= Directions for this task =
Of all the entries below, retype only the lines from the one with "NaiveDate) -> Result<Vec<Match>>;" through the one with "team_b: u32, count: usize) -> Result<Vec<Match>>;", exactly as they appear.

________________________

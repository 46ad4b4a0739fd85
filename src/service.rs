use std::collections::HashMap;
use std::sync::Arc;
use std::sync::mpsc::Sender;
use std::thread::JoinHandle;

use anyhow::{Context, Result};
use chrono::NaiveDate;
use serde::Serialize;

use crate::bets::BetStore;
use crate::config::Config;
use crate::enrichment::{ApplySummary, Enricher, EnrichmentCycle, EnrichmentReport, spawn_batch};
use crate::history::{HistorySnapshot, aggregate_history};
use crate::provider::{Match, MatchProvider};
use crate::ranker::{MatchEvidence, Ranking, rank_suggestions};

#[derive(Debug, Clone, Serialize)]
pub struct RefreshOutcome {
    pub date: NaiveDate,
    pub ranking: Ranking,
    /// Non-fatal provider problems, one line each.
    pub warnings: Vec<String>,
    pub provider_disabled: bool,
    pub remaining_quota: Option<u32>,
    /// Upcoming fixtures still waiting for enrichment in this cycle.
    pub pending_matches: usize,
}

/// Ties a wallet's bet history and a match provider into ranked suggestions
/// for one target date at a time.
pub struct SuggestionService<P: ?Sized> {
    store: Arc<dyn BetStore>,
    provider: Arc<P>,
    enricher: Arc<Enricher<P>>,
    wallet_id: String,
    batch_size: usize,
    high_confidence: f64,
    cycle: Option<EnrichmentCycle>,
    generation: u64,
    matches: Option<Vec<Match>>,
    evidence: HashMap<u64, MatchEvidence>,
    history: HistorySnapshot,
}

impl<P: MatchProvider + ?Sized + 'static> SuggestionService<P> {
    pub fn new(
        store: Arc<dyn BetStore>,
        provider: Arc<P>,
        wallet_id: impl Into<String>,
        cfg: &Config,
    ) -> Self {
        Self {
            store,
            enricher: Arc::new(Enricher::new(provider.clone(), cfg)),
            provider,
            wallet_id: wallet_id.into(),
            batch_size: cfg.enrich_batch_size,
            high_confidence: cfg.high_confidence,
            cycle: None,
            generation: 0,
            matches: None,
            evidence: HashMap::new(),
            history: HistorySnapshot::default(),
        }
    }

    pub fn date(&self) -> Option<NaiveDate> {
        self.cycle.as_ref().map(EnrichmentCycle::date)
    }

    pub fn history(&self) -> &HistorySnapshot {
        &self.history
    }

    pub fn cycle(&self) -> Option<&EnrichmentCycle> {
        self.cycle.as_ref()
    }

    /// Switch the target date. Evidence and tracking for the old date are dropped,
    /// so reports still in flight for it are discarded on arrival.
    pub fn set_date(&mut self, date: NaiveDate) {
        if self.date() == Some(date) {
            return;
        }
        tracing::info!(%date, "starting suggestion cycle");
        self.reset(date);
    }

    fn reset(&mut self, date: NaiveDate) {
        self.generation += 1;
        self.cycle = Some(EnrichmentCycle::new(date, self.generation));
        self.matches = None;
        self.evidence.clear();
    }

    pub fn reload_history(&mut self) -> Result<()> {
        let bets = self
            .store
            .finished_bets(&self.wallet_id)
            .with_context(|| format!("loading bets for wallet {}", self.wallet_id))?;
        self.history = aggregate_history(&bets.simple, &bets.combined)
            .context("aggregating bet history")?;
        tracing::debug!(
            wallet = %self.wallet_id,
            teams = self.history.teams.len(),
            championships = self.history.championships.len(),
            "history aggregated"
        );
        Ok(())
    }

    fn ensure_matches(&mut self, date: NaiveDate) -> Result<()> {
        if self.matches.is_some() {
            return Ok(());
        }
        let matches = self
            .provider
            .matches_for_date(date)
            .with_context(|| format!("listing matches for {date}"))?;
        tracing::info!(%date, count = matches.len(), "match list loaded");
        self.matches = Some(matches);
        Ok(())
    }

    fn matches(&self) -> &[Match] {
        self.matches.as_deref().unwrap_or_default()
    }

    /// Reload history, enrich the next batch synchronously and rank the day.
    pub fn refresh(&mut self, date: NaiveDate) -> Result<RefreshOutcome> {
        self.set_date(date);
        self.reload_history()?;
        self.ensure_matches(date)?;

        let mut warnings = Vec::new();
        let batch = self.take_batch();
        if !batch.is_empty() {
            let report = self.enricher.run_batch(date, self.generation, &batch);
            let summary = self.apply_report(report);
            warnings.extend(summary_warnings(date, &summary));
        }
        Ok(self.outcome(date, warnings))
    }

    /// Like `refresh`, but forgets every success and failure for the date first.
    /// Batches still in flight from before the reset are discarded on arrival.
    pub fn force_refresh(&mut self, date: NaiveDate) -> Result<RefreshOutcome> {
        tracing::info!(%date, "forced refresh");
        self.reset(date);
        self.refresh(date)
    }

    /// Start the next batch on a background thread. Returns `None` when there is
    /// nothing left to enrich or the provider is disabled.
    pub fn spawn_next_batch(&mut self, tx: Sender<EnrichmentReport>) -> Option<JoinHandle<()>> {
        let date = self.date()?;
        let batch = self.take_batch();
        if batch.is_empty() {
            return None;
        }
        Some(spawn_batch(self.enricher.clone(), date, self.generation, batch, tx))
    }

    fn take_batch(&mut self) -> Vec<Match> {
        let Some(matches) = self.matches.as_deref() else {
            return Vec::new();
        };
        let Some(cycle) = self.cycle.as_mut() else {
            return Vec::new();
        };
        cycle.next_batch(matches, self.batch_size)
    }

    pub fn apply_report(&mut self, report: EnrichmentReport) -> ApplySummary {
        let Some(cycle) = self.cycle.as_mut() else {
            return ApplySummary {
                stale: true,
                ..ApplySummary::default()
            };
        };
        cycle.apply(report, &mut self.evidence)
    }

    /// Rank with whatever evidence has arrived so far.
    pub fn ranking(&self) -> Ranking {
        rank_suggestions(self.matches(), &self.history, &self.evidence, self.high_confidence)
    }

    fn outcome(&self, date: NaiveDate, warnings: Vec<String>) -> RefreshOutcome {
        let (provider_disabled, pending_matches) = match self.cycle.as_ref() {
            Some(cycle) => (
                cycle.is_provider_disabled(),
                if cycle.is_provider_disabled() {
                    0
                } else {
                    cycle.untouched(self.matches()) + cycle.pending_count()
                },
            ),
            None => (false, 0),
        };
        RefreshOutcome {
            date,
            ranking: self.ranking(),
            warnings,
            provider_disabled,
            remaining_quota: self.provider.remaining_quota(),
            pending_matches,
        }
    }
}

pub fn summary_warnings(date: NaiveDate, summary: &ApplySummary) -> Vec<String> {
    let mut out: Vec<String> = summary
        .failures
        .iter()
        .map(|(id, message)| format!("match {id}: provider data unavailable ({message})"))
        .collect();
    if summary.outage {
        out.push(format!(
            "provider disabled for {date}: every request in the last batch failed"
        ));
    }
    out
}
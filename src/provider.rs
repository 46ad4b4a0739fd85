use std::collections::{HashMap, HashSet};
use std::fs;
use std::path::Path;

use anyhow::{Context, Result, anyhow};
use chrono::NaiveDate;
use serde::{Deserialize, Serialize};

#[derive(Debug, Clone, PartialEq, Eq, Hash, Serialize, Deserialize)]
pub struct TeamRef {
    pub id: u32,
    pub name: String,
}

#[derive(Debug, Clone, PartialEq, Eq, Serialize, Deserialize)]
pub struct LeagueRef {
    pub id: u32,
    pub name: String,
}

#[derive(Debug, Clone, PartialEq, Eq, Serialize, Deserialize)]
#[serde(rename_all = "snake_case")]
pub enum MatchStatus {
    NotStarted,
    Live,
    Finished,
    Postponed,
    Cancelled,
    Awarded,
    Other(String),
}

impl MatchStatus {
    pub fn from_code(code: &str) -> Self {
        match code.trim().to_ascii_uppercase().as_str() {
            "NS" | "TBD" => MatchStatus::NotStarted,
            "1H" | "HT" | "2H" | "ET" | "BT" | "P" | "SUSP" | "INT" | "LIVE" => MatchStatus::Live,
            "FT" | "AET" | "PEN" => MatchStatus::Finished,
            "PST" => MatchStatus::Postponed,
            "CANC" | "ABD" => MatchStatus::Cancelled,
            "AWD" | "WO" => MatchStatus::Awarded,
            other => MatchStatus::Other(other.to_string()),
        }
    }
}

#[derive(Debug, Clone, PartialEq, Eq, Serialize, Deserialize)]
pub struct Match {
    pub id: u64,
    pub kickoff: String,
    pub status: MatchStatus,
    pub league: LeagueRef,
    pub home: TeamRef,
    pub away: TeamRef,
    #[serde(default)]
    pub home_goals: Option<u8>,
    #[serde(default)]
    pub away_goals: Option<u8>,
}

impl Match {
    pub fn is_upcoming(&self) -> bool {
        self.status == MatchStatus::NotStarted
    }

    pub fn score(&self) -> Option<(u8, u8)> {
        Some((self.home_goals?, self.away_goals?))
    }
}

/// Fixture and results source. Implementations may be rate limited.
pub trait MatchProvider: Send + Sync {
    fn matches_for_date(&self, date: NaiveDate) -> Result<Vec<Match>>;
    fn recent_matches(&self, team_id: u32, count: usize) -> Result<Vec<Match>>;
    fn head_to_head(&self, team_a: u32, team_b: u32, count: usize) -> Result<Vec<Match>>;

    fn remaining_quota(&self) -> Option<u32> {
        None
    }
}

/// In-memory provider for offline runs and tests.
#[derive(Debug, Clone, Default, Serialize, Deserialize)]
pub struct StaticProvider {
    #[serde(default)]
    pub fixtures: HashMap<NaiveDate, Vec<Match>>,
    #[serde(default)]
    pub recent: HashMap<u32, Vec<Match>>,
    #[serde(default)]
    pub meetings: Vec<Match>,
    #[serde(default)]
    pub failing_teams: HashSet<u32>,
    #[serde(default)]
    pub quota: Option<u32>,
}

impl StaticProvider {
    pub fn load(path: &Path) -> Result<Self> {
        let raw = fs::read_to_string(path)
            .with_context(|| format!("failed reading provider data from {}", path.display()))?;
        serde_json::from_str(&raw).context("invalid provider json")
    }

    fn check_team(&self, team_id: u32) -> Result<()> {
        if self.failing_teams.contains(&team_id) {
            return Err(anyhow!("provider unavailable for team {team_id}"));
        }
        Ok(())
    }
}

impl MatchProvider for StaticProvider {
    fn matches_for_date(&self, date: NaiveDate) -> Result<Vec<Match>> {
        Ok(self.fixtures.get(&date).cloned().unwrap_or_default())
    }

    fn recent_matches(&self, team_id: u32, count: usize) -> Result<Vec<Match>> {
        self.check_team(team_id)?;
        let mut out = self.recent.get(&team_id).cloned().unwrap_or_default();
        out.truncate(count);
        Ok(out)
    }

    fn head_to_head(&self, team_a: u32, team_b: u32, count: usize) -> Result<Vec<Match>> {
        self.check_team(team_a)?;
        self.check_team(team_b)?;
        Ok(self
            .meetings
            .iter()
            .filter(|m| {
                (m.home.id == team_a && m.away.id == team_b)
                    || (m.home.id == team_b && m.away.id == team_a)
            })
            .take(count)
            .cloned()
            .collect())
    }

    fn remaining_quota(&self) -> Option<u32> {
        self.quota
    }
}
use std::collections::HashMap;
use std::sync::{Arc, Mutex, MutexGuard};
use std::time::{Duration, Instant};

/// Provider response cache keyed by request URL.
pub trait ResponseCache: Send + Sync {
    fn get(&self, key: &str) -> Option<String>;
    fn set(&self, key: &str, body: String);
    /// Drop expired entries, returning how many were removed.
    fn evict_expired(&self) -> usize;
}

#[derive(Debug, Clone)]
struct CacheEntry {
    body: String,
    fetched_at: Instant,
}

#[derive(Debug)]
pub struct MemoryCache {
    ttl: Duration,
    entries: Mutex<HashMap<String, CacheEntry>>,
}

impl MemoryCache {
    pub fn new(ttl: Duration) -> Self {
        Self {
            ttl,
            entries: Mutex::new(HashMap::new()),
        }
    }

    pub fn len(&self) -> usize {
        self.lock().len()
    }

    pub fn is_empty(&self) -> bool {
        self.lock().is_empty()
    }

    fn lock(&self) -> MutexGuard<'_, HashMap<String, CacheEntry>> {
        self.entries.lock().unwrap_or_else(|poisoned| poisoned.into_inner())
    }

    fn is_fresh(&self, entry: &CacheEntry, now: Instant) -> bool {
        now.saturating_duration_since(entry.fetched_at) < self.ttl
    }
}

impl ResponseCache for MemoryCache {
    fn get(&self, key: &str) -> Option<String> {
        let mut entries = self.lock();
        let entry = entries.get(key)?;
        if self.is_fresh(entry, Instant::now()) {
            return Some(entry.body.clone());
        }
        entries.remove(key);
        None
    }

    fn set(&self, key: &str, body: String) {
        let entry = CacheEntry {
            body,
            fetched_at: Instant::now(),
        };
        self.lock().insert(key.to_string(), entry);
    }

    fn evict_expired(&self) -> usize {
        let now = Instant::now();
        let mut entries = self.lock();
        let before = entries.len();
        entries.retain(|_, entry| now.saturating_duration_since(entry.fetched_at) < self.ttl);
        before - entries.len()
    }
}

#[derive(Debug, Clone, Copy, Default)]
pub struct NoopCache;

impl ResponseCache for NoopCache {
    fn get(&self, _key: &str) -> Option<String> {
        None
    }

    fn set(&self, _key: &str, _body: String) {}

    fn evict_expired(&self) -> usize {
        0
    }
}

/// Memory cache for a positive TTL, no-op cache otherwise.
pub fn cache_for_ttl(ttl: Duration) -> Arc<dyn ResponseCache> {
    if ttl.is_zero() {
        Arc::new(NoopCache)
    } else {
        Arc::new(MemoryCache::new(ttl))
    }
}
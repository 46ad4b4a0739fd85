use std::collections::HashMap;

use betsense::form::{FormResult, RecentFormRecord};
use betsense::history::HistorySnapshot;
use betsense::provider::{LeagueRef, Match, MatchStatus, TeamRef};
use betsense::ranker::{MatchEvidence, rank_suggestions};

fn fixture(id: u64, home: &str, away: &str, status: MatchStatus) -> Match {
    Match {
        id,
        kickoff: format!("2026-10-17T{:02}:00", 10 + id),
        status,
        league: LeagueRef {
            id: 1,
            name: "Eredivisie".to_string(),
        },
        home: TeamRef {
            id: id as u32 * 10,
            name: home.to_string(),
        },
        away: TeamRef {
            id: id as u32 * 10 + 1,
            name: away.to_string(),
        },
        home_goals: None,
        away_goals: None,
    }
}

fn form(team: &str, wins: u32, losses: u32) -> RecentFormRecord {
    let mut results = vec![FormResult::Win; wins as usize];
    results.extend(vec![FormResult::Loss; losses as usize]);
    RecentFormRecord {
        team: team.to_string(),
        results,
        wins,
        losses,
        ..RecentFormRecord::default()
    }
}

fn evidence(home: RecentFormRecord, away: RecentFormRecord) -> MatchEvidence {
    MatchEvidence {
        home_form: Some(home),
        away_form: Some(away),
        head_to_head: None,
    }
}

#[test]
fn equal_confidence_keeps_fixture_order() {
    let matches = vec![
        fixture(1, "Ajax", "Utrecht", MatchStatus::NotStarted),
        fixture(2, "PSV", "Twente", MatchStatus::NotStarted),
        fixture(3, "Feyenoord", "AZ", MatchStatus::NotStarted),
    ];
    let mut found = HashMap::new();
    found.insert(1, evidence(form("Ajax", 4, 1), form("Utrecht", 0, 5)));
    found.insert(2, evidence(form("PSV", 5, 0), form("Twente", 0, 5)));
    found.insert(3, evidence(form("Feyenoord", 4, 1), form("AZ", 0, 5)));

    let ranking = rank_suggestions(&matches, &HistorySnapshot::default(), &found, 65.0);
    let ids: Vec<u64> = ranking.suggestions.iter().map(|s| s.match_id).collect();
    assert_eq!(ids, vec![2, 1, 3]);
    assert!(
        ranking
            .suggestions
            .windows(2)
            .all(|w| w[0].confidence >= w[1].confidence)
    );
    assert_eq!(ranking.high_confidence, 1);
}

#[test]
fn only_upcoming_fixtures_are_considered() {
    let matches = vec![
        fixture(1, "Ajax", "Utrecht", MatchStatus::Live),
        fixture(2, "PSV", "Twente", MatchStatus::NotStarted),
        fixture(3, "Feyenoord", "AZ", MatchStatus::Cancelled),
    ];
    let mut found = HashMap::new();
    found.insert(1, evidence(form("Ajax", 5, 0), form("Utrecht", 0, 5)));
    found.insert(2, evidence(form("PSV", 1, 4), form("Twente", 1, 4)));

    let ranking = rank_suggestions(&matches, &HistorySnapshot::default(), &found, 65.0);
    assert_eq!(ranking.considered, 1);
    assert_eq!(ranking.emitted, 0);
    assert!(ranking.suggestions.is_empty());
}

#[test]
fn no_fixtures_no_suggestions() {
    let ranking = rank_suggestions(&[], &HistorySnapshot::default(), &HashMap::new(), 65.0);
    assert_eq!(ranking.considered, 0);
    assert_eq!(ranking.emitted, 0);
}
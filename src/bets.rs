use std::collections::HashMap;
use std::fmt;
use std::fs;
use std::path::PathBuf;
use std::str::FromStr;

use anyhow::{Context, Result};
use chrono::NaiveDate;
use serde::{Deserialize, Serialize};

use crate::error::ContractError;

#[derive(Debug, Clone, Copy, PartialEq, Eq, Hash, PartialOrd, Ord, Serialize, Deserialize)]
#[serde(rename_all = "snake_case", try_from = "String")]
pub enum WagerType {
    HomeWin,
    AwayWin,
    Draw,
    HomeOrDraw,
    AwayOrDraw,
    HomeOrAway,
    OverGoals,
    UnderGoals,
    BothTeamsScore,
    BothTeamsNotScore,
    Other,
}

impl WagerType {
    pub const ALL: [WagerType; 11] = [
        WagerType::HomeWin,
        WagerType::AwayWin,
        WagerType::Draw,
        WagerType::HomeOrDraw,
        WagerType::AwayOrDraw,
        WagerType::HomeOrAway,
        WagerType::OverGoals,
        WagerType::UnderGoals,
        WagerType::BothTeamsScore,
        WagerType::BothTeamsNotScore,
        WagerType::Other,
    ];

    pub fn as_str(self) -> &'static str {
        match self {
            WagerType::HomeWin => "home_win",
            WagerType::AwayWin => "away_win",
            WagerType::Draw => "draw",
            WagerType::HomeOrDraw => "home_or_draw",
            WagerType::AwayOrDraw => "away_or_draw",
            WagerType::HomeOrAway => "home_or_away",
            WagerType::OverGoals => "over_goals",
            WagerType::UnderGoals => "under_goals",
            WagerType::BothTeamsScore => "both_teams_score",
            WagerType::BothTeamsNotScore => "both_teams_not_score",
            WagerType::Other => "other",
        }
    }

    pub fn label(self) -> &'static str {
        match self {
            WagerType::HomeWin => "Home win",
            WagerType::AwayWin => "Away win",
            WagerType::Draw => "Draw",
            WagerType::HomeOrDraw => "Home or draw",
            WagerType::AwayOrDraw => "Away or draw",
            WagerType::HomeOrAway => "Home or away",
            WagerType::OverGoals => "Over goals",
            WagerType::UnderGoals => "Under goals",
            WagerType::BothTeamsScore => "Both teams score",
            WagerType::BothTeamsNotScore => "Both teams do not score",
            WagerType::Other => "Other",
        }
    }
}

impl fmt::Display for WagerType {
    fn fmt(&self, f: &mut fmt::Formatter<'_>) -> fmt::Result {
        f.write_str(self.as_str())
    }
}

impl FromStr for WagerType {
    type Err = ContractError;

    /// Accepts the snake_case names plus the short codes bet slips commonly use.
    fn from_str(raw: &str) -> Result<Self, Self::Err> {
        let key = raw.trim().to_ascii_lowercase();
        let wager = match key.as_str() {
            "home_win" | "1" => WagerType::HomeWin,
            "away_win" | "2" => WagerType::AwayWin,
            "draw" | "x" => WagerType::Draw,
            "home_or_draw" | "1x" => WagerType::HomeOrDraw,
            "away_or_draw" | "x2" => WagerType::AwayOrDraw,
            "home_or_away" | "12" => WagerType::HomeOrAway,
            "over_goals" | "over" => WagerType::OverGoals,
            "under_goals" | "under" => WagerType::UnderGoals,
            "both_teams_score" | "btts_yes" => WagerType::BothTeamsScore,
            "both_teams_not_score" | "btts_no" => WagerType::BothTeamsNotScore,
            "other" => WagerType::Other,
            _ => return Err(ContractError::UnknownWagerType(raw.to_string())),
        };
        Ok(wager)
    }
}

impl TryFrom<String> for WagerType {
    type Error = ContractError;

    fn try_from(raw: String) -> Result<Self, Self::Error> {
        raw.parse()
    }
}

#[derive(Debug, Clone, Copy, PartialEq, Eq, Hash, Serialize, Deserialize)]
#[serde(rename_all = "snake_case")]
pub enum BetOutcome {
    Won,
    Lost,
    Pending,
    Void,
}

impl BetOutcome {
    pub fn is_decided(self) -> bool {
        matches!(self, BetOutcome::Won | BetOutcome::Lost)
    }
}

#[derive(Debug, Clone, Serialize, Deserialize)]
pub struct FinishedBet {
    pub id: String,
    pub home_team: String,
    pub away_team: String,
    pub championship: String,
    pub wager: WagerType,
    pub outcome: BetOutcome,
    pub stake: f64,
    pub payout: f64,
    pub odds: f64,
    pub placed_on: NaiveDate,
}

#[derive(Debug, Clone, Serialize, Deserialize)]
pub struct BetLeg {
    pub home_team: String,
    pub away_team: String,
    pub championship: String,
    pub wager: WagerType,
    #[serde(default)]
    pub odds: Option<f64>,
}

/// A parlay: one stake, one payout and one outcome shared by every leg.
#[derive(Debug, Clone, Serialize, Deserialize)]
pub struct CombinedBet {
    pub id: String,
    pub legs: Vec<BetLeg>,
    pub outcome: BetOutcome,
    pub stake: f64,
    pub payout: f64,
    pub odds: f64,
    pub placed_on: NaiveDate,
}

impl CombinedBet {
    pub fn validate(&self) -> Result<(), ContractError> {
        if self.legs.len() < 2 {
            return Err(ContractError::CombinedBetTooFewLegs {
                bet_id: self.id.clone(),
                legs: self.legs.len(),
            });
        }
        Ok(())
    }
}

#[derive(Debug, Clone, Default, Serialize, Deserialize)]
#[serde(deny_unknown_fields)]
pub struct FinishedBets {
    #[serde(default)]
    pub simple: Vec<FinishedBet>,
    #[serde(default)]
    pub combined: Vec<CombinedBet>,
}

impl FinishedBets {
    pub fn is_empty(&self) -> bool {
        self.simple.is_empty() && self.combined.is_empty()
    }

    /// Drops pending bets, which never belong in aggregation inputs.
    pub fn settled_only(mut self) -> Self {
        self.simple.retain(|b| b.outcome != BetOutcome::Pending);
        self.combined.retain(|b| b.outcome != BetOutcome::Pending);
        self
    }
}

/// Read access to a wallet's finished bets.
pub trait BetStore: Send + Sync {
    fn finished_bets(&self, wallet_id: &str) -> Result<FinishedBets>;
}

/// Bets kept in a JSON file: either a single `FinishedBets` object shared by
/// every wallet, or a map of wallet id to `FinishedBets`.
#[derive(Debug, Clone)]
pub struct JsonBetStore {
    path: PathBuf,
}

impl JsonBetStore {
    pub fn new(path: impl Into<PathBuf>) -> Self {
        Self { path: path.into() }
    }
}

#[derive(Debug, Deserialize)]
#[serde(untagged)]
enum BetFile {
    Single(FinishedBets),
    Wallets(HashMap<String, FinishedBets>),
}

impl BetStore for JsonBetStore {
    fn finished_bets(&self, wallet_id: &str) -> Result<FinishedBets> {
        let raw = fs::read_to_string(&self.path)
            .with_context(|| format!("failed reading bets from {}", self.path.display()))?;
        parse_bets_json(&raw, wallet_id)
    }
}

pub fn parse_bets_json(raw: &str, wallet_id: &str) -> Result<FinishedBets> {
    let trimmed = raw.trim();
    if trimmed.is_empty() || trimmed == "null" {
        return Ok(FinishedBets::default());
    }
    let file: BetFile = serde_json::from_str(trimmed).context("invalid bets json")?;
    let bets = match file {
        BetFile::Single(bets) => bets,
        BetFile::Wallets(mut wallets) => wallets.remove(wallet_id).unwrap_or_default(),
    };
    Ok(bets.settled_only())
}
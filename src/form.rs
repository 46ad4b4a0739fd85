use std::fmt;

use serde::{Deserialize, Serialize};

use crate::provider::{Match, TeamRef};

#[derive(Debug, Clone, Copy, PartialEq, Eq, Serialize, Deserialize)]
#[serde(rename_all = "snake_case")]
pub enum FormResult {
    Win,
    Draw,
    Loss,
}

impl FormResult {
    fn from_goals(scored: u8, conceded: u8) -> Self {
        if scored > conceded {
            FormResult::Win
        } else if scored < conceded {
            FormResult::Loss
        } else {
            FormResult::Draw
        }
    }

    pub fn letter(self) -> char {
        match self {
            FormResult::Win => 'W',
            FormResult::Draw => 'D',
            FormResult::Loss => 'L',
        }
    }
}

#[derive(Debug, Clone, Default, PartialEq, Serialize, Deserialize)]
pub struct RecentFormRecord {
    pub team: String,
    /// Provider order, not re-sorted.
    pub results: Vec<FormResult>,
    pub wins: u32,
    pub draws: u32,
    pub losses: u32,
    pub goals_for: u32,
    pub goals_against: u32,
}

impl RecentFormRecord {
    pub fn has_data(&self) -> bool {
        !self.results.is_empty()
    }

    pub fn matches_counted(&self) -> u32 {
        self.results.len() as u32
    }

    /// Win percentage over matches with a known score.
    pub fn form_score(&self) -> Option<f64> {
        if self.results.is_empty() {
            return None;
        }
        Some(self.wins as f64 / self.results.len() as f64 * 100.0)
    }
}

impl fmt::Display for RecentFormRecord {
    fn fmt(&self, f: &mut fmt::Formatter<'_>) -> fmt::Result {
        for result in &self.results {
            write!(f, "{}", result.letter())?;
        }
        Ok(())
    }
}

/// Form score of an optional record, zero when absent or empty.
pub fn form_score_or_zero(record: Option<&RecentFormRecord>) -> f64 {
    record.and_then(RecentFormRecord::form_score).unwrap_or(0.0)
}

pub fn evaluate_form(team: &TeamRef, matches: &[Match]) -> RecentFormRecord {
    let mut record = RecentFormRecord {
        team: team.name.clone(),
        ..RecentFormRecord::default()
    };

    for m in matches {
        let Some((home_goals, away_goals)) = m.score() else {
            continue;
        };
        let (scored, conceded) = if m.home.id == team.id {
            (home_goals, away_goals)
        } else if m.away.id == team.id {
            (away_goals, home_goals)
        } else {
            tracing::debug!(team_id = team.id, match_id = m.id, "skipping match without team");
            continue;
        };

        let result = FormResult::from_goals(scored, conceded);
        match result {
            FormResult::Win => record.wins += 1,
            FormResult::Draw => record.draws += 1,
            FormResult::Loss => record.losses += 1,
        }
        record.goals_for += scored as u32;
        record.goals_against += conceded as u32;
        record.results.push(result);
    }

    record
}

________________________

= Exercise solution =
    fn matches_for_date(&self, date: NaiveDate) -> Result<Vec<Match>>;
    fn recent_matches(&self, team_id: u32, count: usize) -> Result<Vec<Match>>;
    fn head_to_head(&self, team_a: u32, team_b: u32, count: usize) -> Result<Vec<Match>>;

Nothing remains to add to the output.